Cornell researchers map wind to better harvest energy
Cornell scientists and engineers, working with international teams, are seeing wind in high resolution. They are creating the world’s largest, most-detailed wind maps ever in the picturesque hills of Perdigão, Portugal. This research aims to find how wind and turbulence behave in intricate terrain.
“It’s our moonshot,” said Sara C. Pryor, professor of earth and atmospheric sciences and co-principal investigator on the Perdigão wind project. “In terms of complex terrain, there’s never been such an intensive effort, since it involves such a massive deployment of instrumentation and numerical model simulations that it is unlikely to be repeated.”
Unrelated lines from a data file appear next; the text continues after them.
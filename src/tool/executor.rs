// Aglogen Assistant — Tool executor
//
// Lookup, project check, validation, context injection, argument filtering,
// invocation and result wrapping. Every outcome is a ToolResult.

use serde_json::{json, Value};
use std::time::Instant;

use super::context::{ContextManager, ToolContext};
use super::validation::validate_and_raise;
use super::{obj, Arguments, ErrorKind, HandlerOutput, ToolDefinition, ToolFailure, ToolRegistry, ToolResult};

pub struct ToolExecutor {
    registry: ToolRegistry,
    context: ToolContext,
}

impl ToolExecutor {
    pub fn new(registry: ToolRegistry, context: ToolContext) -> Self {
        Self { registry, context }
    }

    pub fn context(&self) -> &ToolContext {
        &self.context
    }

    pub async fn execute(&self, tool_name: &str, arguments: Arguments) -> ToolResult {
        let start = Instant::now();
        tracing::info!(
            tool = %tool_name,
            request_id = %self.context.request_id,
            user_id = self.context.user.id,
            "Executing tool"
        );

        let result = self.run(tool_name, arguments).await;
        let duration_ms = start.elapsed().as_millis() as u64;
        match &result {
            ToolResult::Success(_) => tracing::debug!(
                tool = %tool_name,
                request_id = %self.context.request_id,
                duration_ms,
                "Tool succeeded"
            ),
            ToolResult::Failure(err) => tracing::debug!(
                tool = %tool_name,
                request_id = %self.context.request_id,
                error_type = %err.error_type,
                duration_ms,
                "Tool failed"
            ),
        }
        result
    }

    async fn run(&self, tool_name: &str, arguments: Arguments) -> ToolResult {
        let Some(tool) = self.registry.get_tool(tool_name).await else {
            return ToolResult::error_result(
                ErrorKind::ToolNotFound,
                format!("Tool '{}' not found", tool_name),
                None,
                false,
            );
        };

        // Reported ahead of schema errors so a missing project is distinct.
        if tool.requires_project && self.context.project_id.is_none() {
            return ToolResult::error_result(
                ErrorKind::Context,
                format!("Tool '{}' requires a project context", tool_name),
                None,
                true,
            );
        }

        if let Err(e) = validate_and_raise(&tool.parameters, &arguments) {
            return ToolResult::error_result(
                ErrorKind::Validation,
                e.message,
                Some(json!({ "errors": e.errors })),
                true,
            );
        }

        let merged = ContextManager::inject_context(&self.context, &arguments, Some(&tool.injected_params));
        let handler_args = filter_handler_args(&tool, merged);

        // Run on its own task so a panicking handler surfaces as a JoinError.
        let handler = tool.handler.clone();
        let outcome = tokio::spawn(async move { handler.call(handler_args).await }).await;

        match outcome {
            Ok(Ok(HandlerOutput::Result(result))) => result,
            Ok(Ok(HandlerOutput::Data(data))) => ToolResult::success_result(obj(data)),
            Ok(Err(failure)) => self.map_failure(tool_name, failure),
            Err(join_err) => {
                tracing::error!(
                    tool = %tool_name,
                    request_id = %self.context.request_id,
                    "Tool handler aborted: {}",
                    join_err
                );
                internal_error()
            }
        }
    }

    fn map_failure(&self, tool_name: &str, failure: ToolFailure) -> ToolResult {
        let request_id = &self.context.request_id;
        match failure {
            ToolFailure::Execution {
                error_type,
                message,
                details,
                recoverable,
            } => {
                tracing::warn!(tool = %tool_name, error_type = %error_type, request_id = %request_id, "Tool execution error: {}", message);
                ToolResult::error_result(error_type, message, details, recoverable)
            }
            ToolFailure::Permission(message) => {
                tracing::warn!(tool = %tool_name, request_id = %request_id, "Permission denied for tool");
                let message = if message.is_empty() {
                    "Permission denied".to_string()
                } else {
                    message
                };
                ToolResult::error_result(ErrorKind::Permission, message, None, false)
            }
            ToolFailure::Value(message) => {
                tracing::warn!(tool = %tool_name, request_id = %request_id, "Value error in tool: {}", message);
                ToolResult::error_result(ErrorKind::Value, message, None, true)
            }
            ToolFailure::Internal(err) => {
                tracing::error!(tool = %tool_name, request_id = %request_id, "Unexpected error executing tool: {:#}", err);
                internal_error()
            }
        }
    }

    /// For asynchronous tools the call still runs inline; the response is
    /// relabelled with a synthetic task id so callers can treat it uniformly.
    pub async fn execute_async(&self, tool_name: &str, arguments: Arguments) -> ToolResult {
        let Some(tool) = self.registry.get_tool(tool_name).await else {
            return ToolResult::error_result(
                ErrorKind::ToolNotFound,
                format!("Tool '{}' not found", tool_name),
                None,
                false,
            );
        };
        if !tool.is_async {
            return self.execute(tool_name, arguments).await;
        }

        tracing::info!(tool = %tool_name, request_id = %self.context.request_id, "Async tool execution requested");
        match self.execute(tool_name, arguments).await {
            ToolResult::Success(data) => ToolResult::success_result(obj(json!({
                "status": "completed",
                "task_id": format!("sync-{}", self.context.request_id),
                "result": Value::Object(data),
            }))),
            failure => failure,
        }
    }
}

pub(crate) fn internal_error() -> ToolResult {
    ToolResult::error_result(ErrorKind::Internal, "An unexpected error occurred", None, false)
}

/// Drop merged keys the handler does not declare.
fn filter_handler_args(tool: &ToolDefinition, args: Arguments) -> Arguments {
    args.into_iter()
        .filter(|(k, _)| tool.accepted.accepts(k))
        .collect()
}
The work is anything but a breeze, as international teams have set up 27 LIDAR (light detection and ranging sensors) – four belong to Cornell – and 47 meteorological masts, some as tall as 100 meters. Using LIDAR, laser light is sent into the atmosphere, and by measuring the backscattered light, the instrument can deduce accurate wind speed. To get a sense of scale, large wind research projects in the United States typically make do with a single LIDAR or mast, due to expense.
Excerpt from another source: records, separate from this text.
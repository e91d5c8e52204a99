// Aglogen Assistant — Text embeddings

use async_trait::async_trait;
use reqwest::Client;
use serde_json::{json, Value};
use sha2::{Digest, Sha256};
use std::sync::Arc;

use crate::config::RagConfig;
use crate::provider::{check_api_error, http_client, post_json, RetryPolicy};

pub const DEFAULT_EMBEDDING_MODEL: &str = "text-embedding-3-small";
pub const DEFAULT_DIMENSIONS: usize = 1536;
const OPENAI_BATCH_SIZE: usize = 100;
const MAX_CHARS: usize = 30_000;

#[async_trait]
pub trait EmbeddingProvider: Send + Sync {
    fn model_name(&self) -> &str;

    fn dimensions(&self) -> usize;

    /// Embeddings in input order.
    async fn embed_batch(&self, texts: &[String]) -> anyhow::Result<Vec<Vec<f32>>>;

    async fn embed_text(&self, text: &str) -> anyhow::Result<Vec<f32>> {
        self.embed_batch(&[text.to_string()])
            .await?
            .into_iter()
            .next()
            .ok_or_else(|| anyhow::anyhow!("Embedding provider returned no vectors"))
    }
}

// ---------------------------------------------------------------------------
// OpenAI
// ---------------------------------------------------------------------------

pub struct OpenAIEmbeddingProvider {
    api_key: String,
    api_base: String,
    model: String,
    dimensions: usize,
    client: Client,
    retry: RetryPolicy,
}

impl OpenAIEmbeddingProvider {
    pub fn new(api_key: impl Into<String>, api_base: Option<&str>) -> anyhow::Result<Self> {
        Ok(Self {
            api_key: api_key.into(),
            api_base: api_base
                .filter(|b| !b.is_empty())
                .unwrap_or(crate::provider::openai::OPENAI_BASE_URL)
                .to_string(),
            model: DEFAULT_EMBEDDING_MODEL.to_string(),
            dimensions: DEFAULT_DIMENSIONS,
            client: http_client()?,
            retry: RetryPolicy::default(),
        })
    }

    pub fn with_model(mut self, model: impl Into<String>, dimensions: usize) -> Self {
        self.model = model.into();
        self.dimensions = dimensions;
        self
    }

    pub fn with_retry(mut self, retry: RetryPolicy) -> Self {
        self.retry = retry;
        self
    }
}

#[async_trait]
impl EmbeddingProvider for OpenAIEmbeddingProvider {
    fn model_name(&self) -> &str {
        &self.model
    }

    fn dimensions(&self) -> usize {
        self.dimensions
    }

    async fn embed_batch(&self, texts: &[String]) -> anyhow::Result<Vec<Vec<f32>>> {
        let url = format!("{}/embeddings", self.api_base.trim_end_matches('/'));
        let headers = [("Authorization", format!("Bearer {}", self.api_key))];

        let mut all = Vec::with_capacity(texts.len());
        for batch in texts.chunks(OPENAI_BATCH_SIZE) {
            let body = json!({"model": self.model, "input": batch});
            let text = post_json(&self.client, &url, &headers, &body, self.retry).await?;
            let vectors = parse_embeddings(&text)?;
            if vectors.len() != batch.len() {
                anyhow::bail!(
                    "Embedding API returned {} vectors for {} inputs",
                    vectors.len(),
                    batch.len()
                );
            }
            all.extend(vectors);
        }
        Ok(all)
    }
}

/// Decode an embeddings response, restoring input order from `index`.
fn parse_embeddings(body: &str) -> anyhow::Result<Vec<Vec<f32>>> {
    let v: Value = serde_json::from_str(body)?;
    check_api_error(&v)?;

    let data = v
        .get("data")
        .and_then(Value::as_array)
        .ok_or_else(|| anyhow::anyhow!("No data in embedding response"))?;

    let mut indexed: Vec<(u64, Vec<f32>)> = data
        .iter()
        .map(|item| {
            let index = item.get("index").and_then(Value::as_u64).unwrap_or(0);
            let embedding = item
                .get("embedding")
                .and_then(Value::as_array)
                .map(|values| values.iter().filter_map(Value::as_f64).map(|x| x as f32).collect())
                .unwrap_or_default();
            (index, embedding)
        })
        .collect();
    indexed.sort_by_key(|(index, _)| *index);
    Ok(indexed.into_iter().map(|(_, e)| e).collect())
}

// ---------------------------------------------------------------------------
// Offline hashing provider
// ---------------------------------------------------------------------------

/// Deterministic bag-of-words vectors: each lowercase token is hashed into a
/// signed bucket, then the vector is L2-normalised. Texts sharing vocabulary
/// land close together, which is enough for local use and tests.
#[derive(Debug, Clone)]
pub struct HashEmbeddingProvider {
    dimensions: usize,
}

impl HashEmbeddingProvider {
    pub fn new(dimensions: usize) -> Self {
        Self {
            dimensions: dimensions.max(1),
        }
    }

    fn embed(&self, text: &str) -> Vec<f32> {
        let mut vector = vec![0f32; self.dimensions];
        let lower = text.to_lowercase();
        for token in lower
            .split(|c: char| !c.is_alphanumeric() && c != '.' && c != '_')
            .map(|t| t.trim_matches('.'))
            .filter(|t| !t.is_empty())
        {
            let digest = Sha256::digest(token.as_bytes());
            let mut bucket = [0u8; 8];
            bucket.copy_from_slice(&digest[..8]);
            let slot = (u64::from_le_bytes(bucket) % self.dimensions as u64) as usize;
            let sign = if digest[8] & 1 == 0 { 1.0 } else { -1.0 };
            vector[slot] += sign;
        }

        let norm = vector.iter().map(|x| x * x).sum::<f32>().sqrt();
        if norm > 0.0 {
            vector.iter_mut().for_each(|x| *x /= norm);
        }
        vector
    }
}

impl Default for HashEmbeddingProvider {
    fn default() -> Self {
        Self::new(256)
    }
}

#[async_trait]
impl EmbeddingProvider for HashEmbeddingProvider {
    fn model_name(&self) -> &str {
        "local-hash"
    }

    fn dimensions(&self) -> usize {
        self.dimensions
    }

    async fn embed_batch(&self, texts: &[String]) -> anyhow::Result<Vec<Vec<f32>>> {
        Ok(texts.iter().map(|t| self.embed(t)).collect())
    }
}

// ---------------------------------------------------------------------------
// Service
// ---------------------------------------------------------------------------

/// Preprocesses text and delegates to the configured provider.
#[derive(Clone)]
pub struct EmbeddingService {
    provider: Arc<dyn EmbeddingProvider>,
}

impl EmbeddingService {
    pub fn new(provider: Arc<dyn EmbeddingProvider>) -> Self {
        Self { provider }
    }

    /// `openai` needs an API key; `hash` runs offline.
    pub fn from_config(cfg: &RagConfig) -> anyhow::Result<Self> {
        let provider: Arc<dyn EmbeddingProvider> = match cfg.embedding_provider.as_str() {
            "openai" => {
                if cfg.api_key.is_empty() {
                    anyhow::bail!("RAG embedding provider 'openai' requires an API key");
                }
                Arc::new(
                    OpenAIEmbeddingProvider::new(cfg.api_key.clone(), Some(&cfg.api_base))?
                        .with_model(cfg.embedding_model.clone(), cfg.dimensions),
                )
            }
            "hash" => Arc::new(HashEmbeddingProvider::new(cfg.dimensions)),
            other => anyhow::bail!("Unknown embedding provider: {}", other),
        };
        tracing::info!(
            provider = %cfg.embedding_provider,
            model = %provider.model_name(),
            dimensions = provider.dimensions(),
            "Embedding service ready"
        );
        Ok(Self { provider })
    }

    pub async fn embed_text(&self, text: &str) -> anyhow::Result<Vec<f32>> {
        self.provider.embed_text(&preprocess(text)).await
    }

    pub async fn embed_batch(&self, texts: &[String]) -> anyhow::Result<Vec<Vec<f32>>> {
        if texts.is_empty() {
            return Ok(Vec::new());
        }
        let processed: Vec<String> = texts.iter().map(|t| preprocess(t)).collect();
        self.provider.embed_batch(&processed).await
    }

    pub fn model_name(&self) -> &str {
        self.provider.model_name()
    }

    pub fn dimensions(&self) -> usize {
        self.provider.dimensions()
    }
}

impl Default for EmbeddingService {
    fn default() -> Self {
        Self::new(Arc::new(HashEmbeddingProvider::default()))
    }
}

/// Collapse whitespace and cap the length.
fn preprocess(text: &str) -> String {
    let collapsed = text.split_whitespace().collect::<Vec<_>>().join(" ");
    if collapsed.chars().count() > MAX_CHARS {
        tracing::warn!("Text truncated to {} characters for embedding", MAX_CHARS);
        collapsed.chars().take(MAX_CHARS).collect()
    } else {
        collapsed
    }
}

#[cfg(test)]
mod tests {
    use super::*;
    use crate::rag::cosine_similarity;

    #[test]
    fn test_preprocess() {
        assert_eq!(preprocess("  a \n\n b\tc  "), "a b c");
        let long = "x".repeat(MAX_CHARS + 10);
        assert_eq!(preprocess(&long).len(), MAX_CHARS);
    }

    #[test]
    fn test_parse_embeddings_restores_order() {
        let body = r#"{"data": [
            {"index": 1, "embedding": [0.0, 1.0]},
            {"index": 0, "embedding": [1.0, 0.0]}
        ]}"#;
        let vectors = parse_embeddings(body).unwrap();
        assert_eq!(vectors, vec![vec![1.0, 0.0], vec![0.0, 1.0]]);

        let err = parse_embeddings(r#"{"error": {"message": "quota"}}"#).unwrap_err();
        assert!(err.to_string().contains("quota"));
    }

    #[tokio::test]
    async fn test_hash_provider_similarity() {
        let provider = HashEmbeddingProvider::new(128);
        let texts = vec![
            "DLA simulation fractal dimension 1.8".to_string(),
            "fractal dimension of a DLA simulation".to_string(),
            "ballistic cluster porosity".to_string(),
        ];
        let v = provider.embed_batch(&texts).await.unwrap();
        assert_eq!(v[0].len(), 128);
        assert!(cosine_similarity(&v[0], &v[1]) > cosine_similarity(&v[0], &v[2]));
        assert_eq!(provider.embed_text(&texts[0]).await.unwrap(), v[0]);
        assert!(provider.embed_text("").await.unwrap().iter().all(|x| *x == 0.0));
    }

    #[tokio::test]
    async fn test_service_empty_batch() {
        let service = EmbeddingService::default();
        assert!(service.embed_batch(&[]).await.unwrap().is_empty());
        assert_eq!(service.model_name(), "local-hash");
    }
}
“Atmospheric flow through complex terrain is difficult to simulate due to the small scales of mountains, hills and the dependence of wind on a variety of factors, such as the temperature structure of the air near the ground,” said Rebecca Barthelmie, professor in the Sibley School of Mechanical and Aerospace Engineering and principal investigator. “Understanding flow is key to wind energy, air pollution, aviation and contaminant dispersion, we expect to have a data set that will be used by numerical modelers for many years to come.”
The Cornell work brings a basic research component to the Perdigão effort. It focuses on examining interaction between wind flows at different scales, the effects of topography and heat forcing, understanding valley and mountain slope layers, as well as turbine wakes, Barthelmie said.
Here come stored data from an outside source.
// Aglogen Assistant — Background task queue
//
// Fire-and-forget hand-off to workers. Enqueued tasks are recorded for status
// polling and published on a bounded channel per lane: indexing tasks are
// consumed in-process, compute tasks are left for the simulation workers.

use chrono::{DateTime, Utc};
use serde::{Deserialize, Serialize};
use serde_json::Value;
use std::collections::HashMap;
use std::sync::atomic::{AtomicU64, Ordering};
use std::sync::Arc;
use thiserror::Error;
use tokio::sync::{mpsc, Mutex, RwLock};

pub const RUN_SIMULATION: &str = "run_simulation";
pub const RUN_BOX_COUNTING: &str = "run_box_counting";
pub const RUN_FRAKTAL_ANALYSIS: &str = "run_fraktal_analysis";
pub const RUN_FRAKTAL_AUTO_CALIBRATE: &str = "run_fraktal_auto_calibrate";
pub const INDEX_SIMULATION: &str = "index_simulation";
pub const INDEX_ANALYSIS: &str = "index_analysis";
pub const INDEX_DOCUMENT: &str = "index_scientific_document";

/// Finished records kept for status polling before the oldest are dropped.
pub const DEFAULT_FINISHED_LIMIT: usize = 10_000;

#[derive(Debug, Error)]
pub enum QueueError {
    #[error("Task queue is full ({0} lane), try again later")]
    Full(&'static str),
    #[error("Task queue is closed")]
    Closed,
}

#[derive(Debug, Clone, Copy, PartialEq, Eq, Serialize, Deserialize)]
#[serde(rename_all = "UPPERCASE")]
pub enum TaskStatus {
    Pending,
    Started,
    Progress,
    Success,
    Failure,
    Revoked,
}

impl TaskStatus {
    pub fn as_str(&self) -> &'static str {
        match self {
            TaskStatus::Pending => "PENDING",
            TaskStatus::Started => "STARTED",
            TaskStatus::Progress => "PROGRESS",
            TaskStatus::Success => "SUCCESS",
            TaskStatus::Failure => "FAILURE",
            TaskStatus::Revoked => "REVOKED",
        }
    }

    pub fn is_finished(&self) -> bool {
        matches!(self, TaskStatus::Success | TaskStatus::Failure | TaskStatus::Revoked)
    }
}

/// Which consumer a task is published to.
#[derive(Debug, Clone, Copy, PartialEq, Eq)]
pub enum Lane {
    Indexing,
    Compute,
}

impl Lane {
    pub fn for_task(name: &str) -> Self {
        match name {
            INDEX_SIMULATION | INDEX_ANALYSIS | INDEX_DOCUMENT => Lane::Indexing,
            _ => Lane::Compute,
        }
    }

    pub fn as_str(&self) -> &'static str {
        match self {
            Lane::Indexing => "indexing",
            Lane::Compute => "compute",
        }
    }
}

#[derive(Debug, Clone, Serialize, Deserialize)]
pub struct TaskMessage {
    pub id: String,
    pub name: String,
    pub args: Vec<Value>,
}

#[derive(Debug, Clone, Serialize)]
pub struct TaskRecord {
    pub id: String,
    pub name: String,
    pub args: Vec<Value>,
    pub status: TaskStatus,
    pub result: Option<Value>,
    pub error: Option<String>,
    pub progress: Option<Value>,
    pub enqueued_at: DateTime<Utc>,
    pub finished_at: Option<DateTime<Utc>>,
    #[serde(skip)]
    finished_seq: Option<u64>,
}

impl TaskRecord {
    fn pending(id: &str) -> Self {
        Self {
            id: id.to_string(),
            name: String::new(),
            args: Vec::new(),
            status: TaskStatus::Pending,
            result: None,
            error: None,
            progress: None,
            enqueued_at: Utc::now(),
            finished_at: None,
            finished_seq: None,
        }
    }
}

#[derive(Clone)]
struct Channel {
    tx: mpsc::Sender<TaskMessage>,
    rx: Arc<Mutex<mpsc::Receiver<TaskMessage>>>,
}

impl Channel {
    fn new(capacity: usize) -> Self {
        let (tx, rx) = mpsc::channel(capacity.max(1));
        Self {
            tx,
            rx: Arc::new(Mutex::new(rx)),
        }
    }
}

#[derive(Clone)]
pub struct TaskQueue {
    indexing: Channel,
    compute: Channel,
    records: Arc<RwLock<HashMap<String, TaskRecord>>>,
    finished_seq: Arc<AtomicU64>,
    finished_limit: usize,
}

impl TaskQueue {
    /// `capacity` bounds each lane separately.
    pub fn new(capacity: usize) -> Self {
        Self {
            indexing: Channel::new(capacity),
            compute: Channel::new(capacity),
            records: Arc::new(RwLock::new(HashMap::new())),
            finished_seq: Arc::new(AtomicU64::new(0)),
            finished_limit: DEFAULT_FINISHED_LIMIT,
        }
    }

    pub fn with_finished_limit(mut self, limit: usize) -> Self {
        self.finished_limit = limit;
        self
    }

    fn channel(&self, lane: Lane) -> &Channel {
        match lane {
            Lane::Indexing => &self.indexing,
            Lane::Compute => &self.compute,
        }
    }

    /// Record a task and publish it on its lane. Nothing is recorded when the
    /// lane is full.
    pub async fn enqueue(&self, name: &str, args: Vec<Value>) -> Result<String, QueueError> {
        let id = uuid::Uuid::new_v4().to_string();
        let lane = Lane::for_task(name);
        let record = TaskRecord {
            id: id.clone(),
            name: name.to_string(),
            args: args.clone(),
            ..TaskRecord::pending(&id)
        };
        self.records.write().await.insert(id.clone(), record);

        let msg = TaskMessage {
            id: id.clone(),
            name: name.to_string(),
            args,
        };
        if let Err(e) = self.channel(lane).tx.try_send(msg) {
            self.records.write().await.remove(&id);
            tracing::warn!(task = %name, lane = lane.as_str(), "Task rejected: {}", e);
            return Err(match e {
                mpsc::error::TrySendError::Full(_) => QueueError::Full(lane.as_str()),
                mpsc::error::TrySendError::Closed(_) => QueueError::Closed,
            });
        }
        tracing::debug!(task = %name, task_id = %id, lane = lane.as_str(), "Task enqueued");
        Ok(id)
    }

    /// Next task published on `lane`. Waits until one arrives.
    pub async fn next_in(&self, lane: Lane) -> Option<TaskMessage> {
        self.channel(lane).rx.lock().await.recv().await
    }

    /// Take a published task without waiting.
    pub async fn try_next_in(&self, lane: Lane) -> Option<TaskMessage> {
        self.channel(lane).rx.lock().await.try_recv().ok()
    }

    /// The record for `id`, if this queue has seen it.
    pub async fn record(&self, id: &str) -> Option<TaskRecord> {
        self.records.read().await.get(id).cloned()
    }

    /// Current record. Unknown ids report as pending, mirroring a broker that
    /// has not seen the task yet.
    pub async fn status(&self, id: &str) -> TaskRecord {
        self.records
            .read()
            .await
            .get(id)
            .cloned()
            .unwrap_or_else(|| TaskRecord::pending(id))
    }

    pub async fn revoke(&self, id: &str) {
        let mut records = self.records.write().await;
        let record = records
            .entry(id.to_string())
            .or_insert_with(|| TaskRecord::pending(id));
        record.status = TaskStatus::Revoked;
        self.finish(record);
        self.evict_finished(&mut records);
        tracing::info!(task_id = %id, "Task revoked");
    }

    pub async fn mark_started(&self, id: &str) {
        self.update(id, |r| r.status = TaskStatus::Started).await;
    }

    pub async fn mark_progress(&self, id: &str, progress: Value) {
        self.update(id, |r| {
            r.status = TaskStatus::Progress;
            r.progress = Some(progress);
        })
        .await;
    }

    pub async fn mark_success(&self, id: &str, result: Value) {
        self.update(id, |r| {
            r.status = TaskStatus::Success;
            r.result = Some(result);
        })
        .await;
    }

    pub async fn mark_failure(&self, id: &str, error: impl Into<String>) {
        let error = error.into();
        self.update(id, |r| {
            r.status = TaskStatus::Failure;
            r.error = Some(error);
        })
        .await;
    }

    async fn update(&self, id: &str, f: impl FnOnce(&mut TaskRecord)) {
        let mut records = self.records.write().await;
        let finished = match records.get_mut(id) {
            Some(record) if record.status != TaskStatus::Revoked => {
                f(record);
                let finished = record.status.is_finished();
                if finished {
                    self.finish(record);
                }
                finished
            }
            Some(_) => {
                tracing::debug!(task_id = %id, "Ignoring update for revoked task");
                false
            }
            None => {
                tracing::warn!(task_id = %id, "Update for unknown task");
                false
            }
        };
        if finished {
            self.evict_finished(&mut records);
        }
    }

    fn finish(&self, record: &mut TaskRecord) {
        record.finished_at = Some(Utc::now());
        record.finished_seq = Some(self.finished_seq.fetch_add(1, Ordering::Relaxed));
    }

    /// Drop the oldest finished records beyond the limit. Pending and running
    /// tasks are never dropped.
    fn evict_finished(&self, records: &mut HashMap<String, TaskRecord>) {
        let mut finished: Vec<(u64, String)> = records
            .values()
            .filter_map(|r| r.finished_seq.map(|seq| (seq, r.id.clone())))
            .collect();
        if finished.len() <= self.finished_limit {
            return;
        }
        finished.sort();
        let excess = finished.len() - self.finished_limit;
        for (_, id) in finished.into_iter().take(excess) {
            records.remove(&id);
        }
        tracing::debug!(evicted = excess, "Evicted finished task records");
    }

    /// Tasks recorded under a given name.
    pub async fn tasks_named(&self, name: &str) -> Vec<TaskRecord> {
        let mut tasks: Vec<TaskRecord> = self
            .records
            .read()
            .await
            .values()
            .filter(|r| r.name == name)
            .cloned()
            .collect();
        tasks.sort_by(|a, b| a.enqueued_at.cmp(&b.enqueued_at));
        tasks
    }
}

impl Default for TaskQueue {
    fn default() -> Self {
        Self::new(1024)
    }
}

#[cfg(test)]
mod tests {
    use super::*;
    use serde_json::json;

    #[tokio::test]
    async fn test_enqueue_and_consume() {
        let queue = TaskQueue::new(8);
        let id = queue.enqueue(RUN_SIMULATION, vec![json!("sim-1")]).await.unwrap();
        let msg = queue.next_in(Lane::Compute).await.unwrap();
        assert_eq!(msg.id, id);
        assert_eq!(msg.name, RUN_SIMULATION);
        assert_eq!(msg.args, vec![json!("sim-1")]);
        assert_eq!(queue.status(&id).await.status, TaskStatus::Pending);
    }

    #[tokio::test]
    async fn test_lanes_are_separate() {
        let queue = TaskQueue::new(8);
        let sim = queue.enqueue(RUN_SIMULATION, vec![]).await.unwrap();
        let index = queue.enqueue(INDEX_SIMULATION, vec![]).await.unwrap();

        assert_eq!(queue.next_in(Lane::Indexing).await.unwrap().id, index);
        assert_eq!(queue.try_next_in(Lane::Compute).await.unwrap().id, sim);
        assert!(queue.try_next_in(Lane::Compute).await.is_none());
        assert!(queue.record(&sim).await.is_some());
        assert!(queue.record("missing").await.is_none());
        assert_eq!(Lane::for_task(INDEX_DOCUMENT), Lane::Indexing);
        assert_eq!(Lane::for_task(RUN_FRAKTAL_ANALYSIS), Lane::Compute);
    }

    #[tokio::test]
    async fn test_lifecycle() {
        let queue = TaskQueue::new(8);
        let id = queue.enqueue(RUN_BOX_COUNTING, vec![]).await.unwrap();
        queue.mark_started(&id).await;
        queue.mark_progress(&id, json!({"percent": 50})).await;
        assert_eq!(queue.status(&id).await.progress.unwrap()["percent"], 50);
        assert!(queue.status(&id).await.finished_at.is_none());
        queue.mark_success(&id, json!({"dimension": 1.8})).await;
        let record = queue.status(&id).await;
        assert_eq!(record.status, TaskStatus::Success);
        assert_eq!(record.result.unwrap()["dimension"], 1.8);
        assert!(record.finished_at.is_some());
    }

    #[tokio::test]
    async fn test_revoked_is_sticky() {
        let queue = TaskQueue::new(8);
        let id = queue.enqueue(RUN_SIMULATION, vec![]).await.unwrap();
        queue.revoke(&id).await;
        queue.mark_success(&id, json!({})).await;
        assert_eq!(queue.status(&id).await.status, TaskStatus::Revoked);
    }

    #[tokio::test]
    async fn test_unknown_is_pending() {
        let queue = TaskQueue::new(1);
        assert_eq!(queue.status("missing").await.status.as_str(), "PENDING");
    }

    #[tokio::test]
    async fn test_full_lane_rejects_without_recording() {
        let queue = TaskQueue::new(1);
        queue.enqueue(RUN_SIMULATION, vec![]).await.unwrap();
        let err = queue.enqueue(RUN_SIMULATION, vec![]).await.unwrap_err();
        assert!(matches!(err, QueueError::Full("compute")));
        assert_eq!(queue.tasks_named(RUN_SIMULATION).await.len(), 1);

        // The indexing lane has its own capacity.
        assert!(queue.enqueue(INDEX_ANALYSIS, vec![]).await.is_ok());
    }

    #[tokio::test]
    async fn test_finished_records_are_capped() {
        let queue = TaskQueue::new(16).with_finished_limit(2);
        let mut ids = Vec::new();
        for _ in 0..4 {
            let id = queue.enqueue(RUN_BOX_COUNTING, vec![]).await.unwrap();
            queue.mark_success(&id, json!({})).await;
            ids.push(id);
        }
        let running = queue.enqueue(RUN_BOX_COUNTING, vec![]).await.unwrap();
        queue.mark_started(&running).await;

        let kept = queue.tasks_named(RUN_BOX_COUNTING).await;
        assert_eq!(kept.len(), 3);
        assert!(kept.iter().any(|r| r.id == running));
        assert!(kept.iter().any(|r| r.id == ids[3]));
        assert!(!kept.iter().any(|r| r.id == ids[0]));
    }
}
Pryor explained the research will help to select and site wind turbines in complex terrain. The more turbulence, the harder on the turbine. This will help determine specific classes of turbines for specific terrain.
When the research is completed, turbine manufacturers will be able to design efficient blades and site planners will, quite literally, streamline energy.
While international in scope, the Perdigão research can be applied directly to the United States; the National Science Foundation funds the U.S. portion of the project.
Wind could account for up to one-third of the world’s electricity by 2050, said the professors. Further, previous work by Barthelmie and Pryor has shown the use of aggressive wind turbine deployment could delay a 2-degree Celsius average global temperature warming by up to 10 years or avoid that threshold altogether. “In the northeastern U.S., we are harnessing less than 10 percent of what’s possible,” said Pryor. “We could go a level of magnitude bigger in this country in terms of renewable electricity generation.”
The Cornell Galion LIDAR assesses wind speeds in three dimensions and captures other wind data, while the ZephIR and SpiDAR LIDAR systems from Barthelmie’s lab measure the profile of wind speeds, turbulence and wind shear. In addition to LIDARs, the Cornell team deployed sonic anemomete, barometers and seismometers at Perdigão in January.
“If you want your lights on in 20 years, we need to move forward with wind energy,” Barthelmie said.